**Dataset excerpts:**
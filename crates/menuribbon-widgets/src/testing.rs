//! Coordinator double for unit tests.

use crate::manager::{PopupManager, SharedManager};
use menuribbon_core::ElementId;
use std::cell::RefCell;
use std::rc::Rc;

#[derive(Debug, Clone, PartialEq, Eq)]
pub(crate) enum Call {
    Enter(ElementId, bool),
    Exit(ElementId),
    Responsive(bool),
    Opened(Option<ElementId>),
    Highlighted(Option<ElementId>),
    Tracking(bool),
    Command(&'static str),
}

#[derive(Debug, Default)]
pub(crate) struct CallLog {
    pub(crate) responsive: bool,
    pub(crate) calls: Vec<Call>,
}

impl PopupManager for CallLog {
    fn enter(&mut self, item: ElementId, immediate: bool) {
        self.calls.push(Call::Enter(item, immediate));
    }

    fn exit(&mut self, item: ElementId) {
        self.calls.push(Call::Exit(item));
    }

    fn is_responsive(&self) -> bool {
        self.responsive
    }

    fn set_responsive(&mut self, responsive: bool) {
        self.responsive = responsive;
        self.calls.push(Call::Responsive(responsive));
    }

    fn set_opened_item(&mut self, item: Option<ElementId>) {
        self.calls.push(Call::Opened(item));
    }

    fn set_highlighted_item(&mut self, item: Option<ElementId>) {
        self.calls.push(Call::Highlighted(item));
    }

    fn set_tracking(&mut self, tracking: bool) {
        self.calls.push(Call::Tracking(tracking));
    }
}

/// A fresh log and the same log as a [`SharedManager`].
pub(crate) fn call_log() -> (Rc<RefCell<CallLog>>, SharedManager) {
    let log = Rc::new(RefCell::new(CallLog::default()));
    let manager: SharedManager = log.clone();
    (log, manager)
}
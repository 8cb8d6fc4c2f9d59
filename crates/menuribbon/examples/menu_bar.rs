//! Menu bar example driving a MenuRibbon engine with a printing coordinator.
//!
//! Run with: `cargo run --example menu_bar`

#![allow(clippy::unwrap_used)]

use menuribbon::prelude::*;
use std::rc::Rc;

#[derive(Default)]
struct PrintingCoordinator {
    responsive: bool,
}

impl PopupManager for PrintingCoordinator {
    fn enter(&mut self, item: ElementId, immediate: bool) {
        println!("  coordinator: enter {item} (immediate: {immediate})");
    }

    fn exit(&mut self, item: ElementId) {
        println!("  coordinator: exit {item}");
    }

    fn is_responsive(&self) -> bool {
        self.responsive
    }

    fn set_responsive(&mut self, responsive: bool) {
        println!("  coordinator: responsive = {responsive}");
        self.responsive = responsive;
    }

    fn set_opened_item(&mut self, item: Option<ElementId>) {
        println!("  coordinator: opened = {item:?}");
    }

    fn set_highlighted_item(&mut self, item: Option<ElementId>) {
        println!("  coordinator: highlighted = {item:?}");
    }

    fn set_tracking(&mut self, tracking: bool) {
        println!("  coordinator: tracking = {tracking}");
    }
}

fn main() {
    println!("=== MenuRibbon Menu Bar Example ===\n");

    let mut engine = MenuEngine::new();
    let root = engine.create_root(shared(PrintingCoordinator::default()));

    let file = engine.create_named_item("File");
    let help = engine.create_named_item("Help");
    engine.attach(file, root).unwrap();
    engine.attach(help, root).unwrap();

    let recent = engine.create_named_item("Recent");
    engine.add_entry(file, recent).unwrap();
    engine.add_entry(recent, "notes.txt").unwrap();
    let separator = engine.create_separator();
    engine.add_entry(file, separator).unwrap();
    engine
        .add_entry(
            file,
            MenuEntry::command("Quit", RelayCommand::new(|| println!("  command: quit"))),
        )
        .unwrap();
    engine
        .set_command(help, Some(Rc::new(RelayCommand::new(|| println!("  command: help")))))
        .unwrap();

    for (name, id) in [("File", file), ("Recent", recent), ("Help", help)] {
        let state = engine.item_state(id).unwrap();
        println!("{name} ({id}): {:?}, top = {}", state.role, state.top);
    }

    println!("\nPointer down on File:");
    engine.pointer_down(file, MouseButton::Left);

    println!("\nPointer down on Recent:");
    engine.pointer_down(recent, MouseButton::Left);

    println!("\nArrow right from File:");
    engine.key_down(file, Key::Right);

    println!("\nClick on Help:");
    engine.action(help);

    println!("\n=== Example Complete ===");
}
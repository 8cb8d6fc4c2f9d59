//! Input events delivered to menu elements.

use serde::{Deserialize, Serialize};

/// Mouse button identifier.
#[derive(Debug, Clone, Copy, PartialEq, Eq, Hash, Serialize, Deserialize)]
pub enum MouseButton {
    /// Primary (usually left) button
    Left,
    /// Secondary (usually right) button
    Right,
    /// Middle button (wheel click)
    Middle,
    /// Extra button 4 (back)
    Button4,
    /// Extra button 5 (forward)
    Button5,
}

/// Keys the menu engine reacts to.
#[derive(Debug, Clone, Copy, PartialEq, Eq, Hash, Serialize, Deserialize)]
pub enum Key {
    /// Enter / Return
    Enter,
    /// Escape
    Escape,
    /// Space bar
    Space,
    /// Tab
    Tab,
    /// Arrow up
    Up,
    /// Arrow down
    Down,
    /// Arrow left
    Left,
    /// Arrow right
    Right,
}

impl Key {
    /// Check if this key activates the focused item.
    #[must_use]
    pub const fn is_activation(self) -> bool {
        matches!(self, Self::Enter | Self::Space)
    }
}

/// Input observed on an item's header template part.
///
/// These are the four streams a template exposes. The engine queues them and
/// applies them when the host drains its input queue.
#[derive(Debug, Clone, Copy, PartialEq, Eq, Serialize, Deserialize)]
pub enum ItemInput {
    /// Pointer entered (`true`) or left (`false`) the header
    Hovering(bool),
    /// A mouse button went down over the header
    MouseDown(MouseButton),
    /// The header was clicked
    Click,
    /// The header's pressed state changed
    Pressed(bool),
}
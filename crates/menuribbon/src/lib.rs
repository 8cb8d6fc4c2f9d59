//! MenuRibbon: popup menu and ribbon interaction engine.
//!
//! Re-exports the element tree and navigation primitives of
//! `menuribbon-core` at the top level and the menu engine under [`widgets`].
//! Most applications only need the [`prelude`].
//!
//! ```
//! use menuribbon::prelude::*;
//!
//! # struct Coordinator;
//! # impl PopupManager for Coordinator {
//! #     fn enter(&mut self, _: ElementId, _: bool) {}
//! #     fn exit(&mut self, _: ElementId) {}
//! #     fn is_responsive(&self) -> bool { false }
//! #     fn set_responsive(&mut self, _: bool) {}
//! #     fn set_opened_item(&mut self, _: Option<ElementId>) {}
//! #     fn set_highlighted_item(&mut self, _: Option<ElementId>) {}
//! #     fn set_tracking(&mut self, _: bool) {}
//! # }
//! let mut engine = MenuEngine::with_config(MenuConfig::load_default());
//! let root = engine.create_root(shared(Coordinator));
//! let edit = engine.create_named_item("Edit");
//! engine.attach(edit, root).unwrap();
//!
//! let undo = engine.add_entry(edit, MenuEntry::command("Undo", RelayCommand::new(|| {}))).unwrap();
//! assert!(engine.container(undo).is_some());
//! assert_eq!(engine.item_state(edit).unwrap().role, MenuItemRole::TopLevelHeader);
//! ```

pub use menuribbon_core::*;
pub use menuribbon_widgets as widgets;

/// Common imports for building and driving menus.
pub mod prelude {
    pub use menuribbon_core::{
        ElementId, ElementKind, Key, MenuConfig, MouseButton, NavigationConfig,
    };
    pub use menuribbon_widgets::{
        shared, Command, DataTemplate, EngineError, HeaderPart, HeaderSource, MenuEngine,
        MenuEntry, MenuItemRole, PopupItemState, PopupManager, RelayCommand, ResourceDictionary,
        SharedManager, Style, TemplateSelector, VisualContent,
    };
    pub use serde_json::{json, Value};
}
impl Materializer<'_> {
    /// Produce the container for `entry` under `owner` and prepare it.
    pub(crate) fn realize(
        &mut self,
        owner: ElementId,
        entry: &MenuEntry,
        template: Option<&DataTemplate>,
        selector: Option<&dyn TemplateSelector>,
    ) -> Result<ElementId, EngineError> {
        let hosted = match entry {
            MenuEntry::Element(id) => {
                let kind = self.tree.kind(*id).ok_or(TreeError::UnknownElement(*id))?;
                (!is_item_its_own_container(kind)).then_some(*id)
            }
            MenuEntry::Data(_) | MenuEntry::Command { .. } => None,
        };

        let (container, generated) = match (entry, hosted) {
            (MenuEntry::Element(id), None) => (*id, false),
            _ => {
                let id = self.tree.create(ElementKind::GeneratedContainer);
                self.containers.insert(id, GeneratedContainer::new(id));
                tracing::trace!(owner = %owner, container = %id, "container generated");
                (id, true)
            }
        };

        if let Err(e) = self.link(owner, container, hosted) {
            if generated {
                self.discard(container);
            }
            return Err(e.into());
        }
        self.prepare(container, entry, template, selector);
        Ok(container)
    }

    fn link(
        &mut self,
        owner: ElementId,
        container: ElementId,
        hosted: Option<ElementId>,
    ) -> Result<(), TreeError> {
        self.tree.set_logical_parent(container, Some(owner))?;
        self.tree.set_visual_parent(container, Some(owner))?;
        if let Some(element) = hosted {
            self.tree.set_visual_parent(element, Some(container))?;
        }
        Ok(())
    }

    /// Drop a generated container that never made it into the collection.
    fn discard(&mut self, container: ElementId) {
        self.containers.remove(&container);
        if let Err(e) = self.tree.remove(container) {
            tracing::warn!(container = %container, error = %e, "failed to discard container");
        }
    }

    /// Bind `entry` to `container`.
    pub(crate) fn prepare(
        &mut self,
        container: ElementId,
        entry: &MenuEntry,
        template: Option<&DataTemplate>,
        selector: Option<&dyn TemplateSelector>,
    ) {
        match self.tree.kind(container) {
            Some(ElementKind::GeneratedContainer) => {
                let generated = self
                    .containers
                    .entry(container)
                    .or_insert_with(|| GeneratedContainer::new(container));
                match entry {
                    MenuEntry::Data(data) | MenuEntry::Command { data, .. } => {
                        generated.set_content(data, template, selector);
                    }
                    MenuEntry::Element(id) if *id != container => generated.set_element(*id),
                    MenuEntry::Element(_) => {}
                }
                if let Some(command) = entry.as_command() {
                    generated.set_command(Some(Rc::clone(command)));
                }
            }
            Some(ElementKind::Separator) => {
                let separator = self
                    .separators
                    .entry(container)
                    .or_insert_with(|| Separator::new(container));
                if separator.has_default_style() {
                    if let Some(style) = self.resources.find(self.separator_style_key) {
                        separator.set_style(Some(style.clone()));
                    }
                }
            }
            _ => {}
        }
    }

    /// Undo [`Self::realize`]. Generated containers are released and destroyed;
    /// reused elements are only unlinked from `owner`.
    pub(crate) fn clear(
        &mut self,
        owner: ElementId,
        container: ElementId,
        entry: &MenuEntry,
    ) -> Result<(), EngineError> {
        if entry.element() == Some(container) {
            if self.tree.logical_parent(container) == Some(owner) {
                self.tree.set_logical_parent(container, None)?;
            }
            if self.tree.visual_parent(container) == Some(owner) {
                self.tree.set_visual_parent(container, None)?;
            }
            return Ok(());
        }

        if let Some(mut generated) = self.containers.remove(&container) {
            if let ContainerContent::Element(element) = generated.content() {
                let element = *element;
                if self.tree.visual_parent(element) == Some(container) {
                    self.tree.set_visual_parent(element, None)?;
                }
            }
            generated.clear();
        }
        if self.tree.exists(container) {
            self.tree.remove(container)?;
        }
        tracing::trace!(owner = %owner, container = %container, "container destroyed");
        Ok(())
    }
}
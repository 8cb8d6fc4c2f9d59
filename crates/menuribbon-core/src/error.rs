//! Error types for structural tree operations and configuration.

use crate::tree::ElementId;
use thiserror::Error;

/// Error returned by structural mutations of the [`ElementTree`](crate::ElementTree).
///
/// Behavioural operations (hover, click, navigation) never fail; only edits to the
/// tree shape can be rejected.
#[derive(Debug, Clone, PartialEq, Eq, Error)]
pub enum TreeError {
    /// The element id is not (or no longer) part of the tree
    #[error("unknown element {0}")]
    UnknownElement(ElementId),
    /// Linking `child` under `parent` would make `child` its own ancestor
    #[error("attaching {child} under {parent} would create a cycle")]
    Cycle {
        /// Element being attached
        child: ElementId,
        /// Requested parent
        parent: ElementId,
    },
}

/// Error returned when loading or saving a [`MenuConfig`](crate::MenuConfig).
#[derive(Debug, Error)]
pub enum ConfigError {
    /// TOML could not be parsed
    #[error("parse error: {0}")]
    Parse(#[from] toml::de::Error),
    /// Config could not be serialized
    #[error("serialize error: {0}")]
    Serialize(#[from] toml::ser::Error),
    /// File could not be read or written
    #[error("IO error: {0}")]
    Io(#[from] std::io::Error),
    /// A value parsed but is not acceptable
    #[error("invalid value: {0}")]
    InvalidValue(String),
}

#[cfg(test)]
mod tests {
    use super::*;

    #[test]
    fn test_tree_error_display() {
        let err = TreeError::UnknownElement(ElementId::new(7));
        assert_eq!(err.to_string(), "unknown element #7");

        let err = TreeError::Cycle {
            child: ElementId::new(1),
            parent: ElementId::new(2),
        };
        assert_eq!(
            err.to_string(),
            "attaching #1 under #2 would create a cycle"
        );
    }

    #[test]
    fn test_config_error_display() {
        let err = ConfigError::InvalidValue("separator_style_key is empty".to_string());
        assert_eq!(err.to_string(), "invalid value: separator_style_key is empty");
    }

    #[test]
    fn test_config_error_from_io() {
        let io = std::io::Error::new(std::io::ErrorKind::NotFound, "missing");
        let err: ConfigError = io.into();
        assert!(matches!(err, ConfigError::Io(_)));
        assert!(err.to_string().starts_with("IO error"));
    }
}
use crate::upstream::error::UpstreamError;
use reqwest::StatusCode;
use std::time::Duration;

#[derive(Debug, Clone, Copy, PartialEq, Eq)]
pub enum Trigger {
    Status(StatusCode),
    Transport,
}

impl Trigger {
    fn matches(&self, err: &UpstreamError) -> bool {
        match (self, err) {
            (Trigger::Status(s), UpstreamError::Status { status, .. }) => s == status,
            (Trigger::Transport, UpstreamError::Transport(_)) => true,
            _ => false,
        }
    }
}

#[derive(Debug, Clone, Copy, PartialEq, Eq)]
pub enum Backoff {
    Fixed(Duration),
    /// `step * attempt`, capped at `max`.
    Linear { step: Duration, max: Duration },
}

impl Backoff {
    /// Delay before retry number `attempt` (1-based).
    pub fn delay(&self, attempt: u32) -> Duration {
        let attempt = attempt.max(1);
        match *self {
            Backoff::Fixed(d) => d,
            Backoff::Linear { step, max } => step.saturating_mul(attempt).min(max),
        }
    }
}

#[derive(Debug, Clone, PartialEq, Eq)]
pub struct RetryRule {
    pub trigger: Trigger,
    pub backoff: Backoff,
    /// Prefer the server's `Retry-After` over `backoff` when present.
    pub honor_retry_after: bool,
}

#[derive(Debug, Clone, Copy, PartialEq, Eq)]
pub enum RetryDecision {
    Retry(Duration),
    /// Retryable, but the failure budget is spent: keep what was collected.
    GiveUp,
    /// Not retryable.
    Fail,
}

#[derive(Debug, Clone, PartialEq, Eq)]
pub struct RetryPolicy {
    pub rules: Vec<RetryRule>,
    pub max_consecutive_failures: u32,
}

impl Default for RetryPolicy {
    fn default() -> Self {
        Self {
            rules: vec![
                // A full window of the 100 req/min upstream cap.
                RetryRule {
                    trigger: Trigger::Status(StatusCode::TOO_MANY_REQUESTS),
                    backoff: Backoff::Fixed(Duration::from_secs(60)),
                    honor_retry_after: true,
                },
                RetryRule {
                    trigger: Trigger::Status(StatusCode::INTERNAL_SERVER_ERROR),
                    backoff: Backoff::Linear {
                        step: Duration::from_secs(5),
                        max: Duration::from_secs(60),
                    },
                    honor_retry_after: false,
                },
                RetryRule {
                    trigger: Trigger::Transport,
                    backoff: Backoff::Linear {
                        step: Duration::from_secs(5),
                        max: Duration::from_secs(60),
                    },
                    honor_retry_after: false,
                },
            ],
            max_consecutive_failures: 3,
        }
    }
}

impl RetryPolicy {
    pub fn rule_for(&self, err: &UpstreamError) -> Option<&RetryRule> {
        self.rules.iter().find(|r| r.trigger.matches(err))
    }

    /// `consecutive_failures` counts the failure being decided on.
    pub fn decide(&self, err: &UpstreamError, consecutive_failures: u32) -> RetryDecision {
        let Some(rule) = self.rule_for(err) else {
            return RetryDecision::Fail;
        };
        if consecutive_failures >= self.max_consecutive_failures {
            return RetryDecision::GiveUp;
        }
        let delay = match err.retry_after() {
            Some(d) if rule.honor_retry_after => d,
            _ => rule.backoff.delay(consecutive_failures),
        };
        RetryDecision::Retry(delay)
    }
}
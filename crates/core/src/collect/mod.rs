pub mod paginator;
pub mod retry;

**Brief:** Reproduce word for word the material above, starting with the line that has "let manager: SharedManager = log.clone();" and stopping after the line that has "#[derive(Default)]".

**Written answer:**
    let manager: SharedManager = log.clone();
    (log, manager)
}
repository 8cb8d6fc4c2f9d59
filename crates/menuribbon/examples/menu_bar.rs
//! Menu bar example driving a MenuRibbon engine with a printing coordinator.
//!
//! Run with: `cargo run --example menu_bar`

#![allow(clippy::unwrap_used)]

use menuribbon::prelude::*;
use std::rc::Rc;

#[derive(Default)]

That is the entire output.